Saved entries
- Opening Delimiter -
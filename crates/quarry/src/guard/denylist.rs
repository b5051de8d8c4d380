// SPDX-License-Identifier: AGPL-3.0-only
// Copyright (C) 2024 Jonathan Lee
// This program is free software: you can redistribute it and/or modify
// it under the terms of the GNU Affero General Public License version 3
// as published by the Free Software Foundation.
// This program is distributed in the hope that it will be useful,
// but WITHOUT ANY WARRANTY; without even the implied warranty of
// MERCHANTABILITY or FITNESS FOR A PARTICULAR PURPOSE.
// See the GNU Affero General Public License for more details.
// You should have received a copy of the GNU Affero General Public License
// along with this program. If not, see https://www.gnu.org/licenses/.

//! Fixed denylists consulted by the code safety checks.

pub const DANGEROUS_CALLS: &[&str] = &[
    "eval",
    "exec",
    "__import__",
    "compile",
    "open",
    "input",
    "raw_input",
    "globals",
    "locals",
    "vars",
    "dir",
    "getattr",
    "setattr",
    "delattr",
    "hasattr",
];

/// Matched by attribute name, whatever the receiver is.
pub const DANGEROUS_METHODS: &[&str] = &["system", "popen", "spawn", "fork"];

pub const FORBIDDEN_MODULES: &[&str] = &[
    "os",
    "sys",
    "subprocess",
    "socket",
    "urllib",
    "urllib2",
    "urllib3",
    "requests",
    "http",
    "ftplib",
    "smtplib",
    "telnetlib",
    "xmlrpc",
    "pickle",
    "cPickle",
    "marshal",
    "shelve",
    "dbm",
    "anydbm",
    "ctypes",
    "imp",
    "importlib",
    "__builtin__",
    "builtins",
];

pub const FILE_PRIMITIVES: &[&str] = &["open", "file"];

pub const FILE_METHODS: &[&str] = &["read", "write", "open", "close"];

pub const QUERY_START_KEYWORDS: &[&str] = &[
    "SELECT", "WITH", "DELETE", "UPDATE", "INSERT", "DROP", "CREATE", "ALTER", "TRUNCATE",
];

pub const DESTRUCTIVE_SQL_KEYWORDS: &[&str] = &[
    "DROP",
    "DELETE",
    "TRUNCATE",
    "INSERT",
    "UPDATE",
    "ALTER",
    "CREATE",
    "REPLACE",
    "GRANT",
    "REVOKE",
    "EXEC",
    "EXECUTE",
    "xp_cmdshell",
    "sp_executesql",
    "BACKUP",
    "RESTORE",
    "MERGE",
];

pub fn is_forbidden_module(dotted: &str) -> bool {
    let top = dotted.split('.').next().unwrap_or(dotted);
    FORBIDDEN_MODULES.contains(&top)
}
- Closing Delimiter -
* **ASSIGNMENT**
Set down the records again verbatim, so that each word stays as it is.

* **OUTPUT FOR THIS TASK**
filename crates/quarry/src/guard/denylist.rs
repository b5051de8d8c4d380
// SPDX-License-Identifier: AGPL-3.0-only
// Copyright (C) 2024 Jonathan Lee
// This program is free software: you can redistribute it and/or modify
// it under the terms of the GNU Affero General Public License version 3
// as published by the Free Software Foundation.
// This program is distributed in the hope that it will be useful,
// but WITHOUT ANY WARRANTY; without even the implied warranty of
// MERCHANTABILITY or FITNESS FOR A PARTICULAR PURPOSE.
// See the GNU Affero General Public License for more details.
// You should have received a copy of the GNU Affero General Public License
// along with this program. If not, see https://www.gnu.org/licenses/.

//! Fixed denylists consulted by the code safety checks.

pub const DANGEROUS_CALLS: &[&str] = &[
    "eval",
    "exec",
    "__import__",
    "compile",
    "open",
    "input",
    "raw_input",
    "globals",
    "locals",
    "vars",
    "dir",
    "getattr",
    "setattr",
    "delattr",
    "hasattr",
];

/// Matched by attribute name, whatever the receiver is.
pub const DANGEROUS_METHODS: &[&str] = &["system", "popen", "spawn", "fork"];

pub const FORBIDDEN_MODULES: &[&str] = &[
    "os",
    "sys",
    "subprocess",
    "socket",
    "urllib",
    "urllib2",
    "urllib3",
    "requests",
    "http",
    "ftplib",
    "smtplib",
    "telnetlib",
    "xmlrpc",
    "pickle",
    "cPickle",
    "marshal",
    "shelve",
    "dbm",
    "anydbm",
    "ctypes",
    "imp",
    "importlib",
    "__builtin__",
    "builtins",
];

pub const FILE_PRIMITIVES: &[&str] = &["open", "file"];

pub const FILE_METHODS: &[&str] = &["read", "write", "open", "close"];

pub const QUERY_START_KEYWORDS: &[&str] = &[
    "SELECT", "WITH", "DELETE", "UPDATE", "INSERT", "DROP", "CREATE", "ALTER", "TRUNCATE",
];

pub const DESTRUCTIVE_SQL_KEYWORDS: &[&str] = &[
    "DROP",
    "DELETE",
    "TRUNCATE",
    "INSERT",
    "UPDATE",
    "ALTER",
    "CREATE",
    "REPLACE",
    "GRANT",
    "REVOKE",
    "EXEC",
    "EXECUTE",
    "xp_cmdshell",
    "sp_executesql",
    "BACKUP",
    "RESTORE",
    "MERGE",
];

pub fn is_forbidden_module(dotted: &str) -> bool {
    let top = dotted.split('.').next().unwrap_or(dotted);
    FORBIDDEN_MODULES.contains(&top)
}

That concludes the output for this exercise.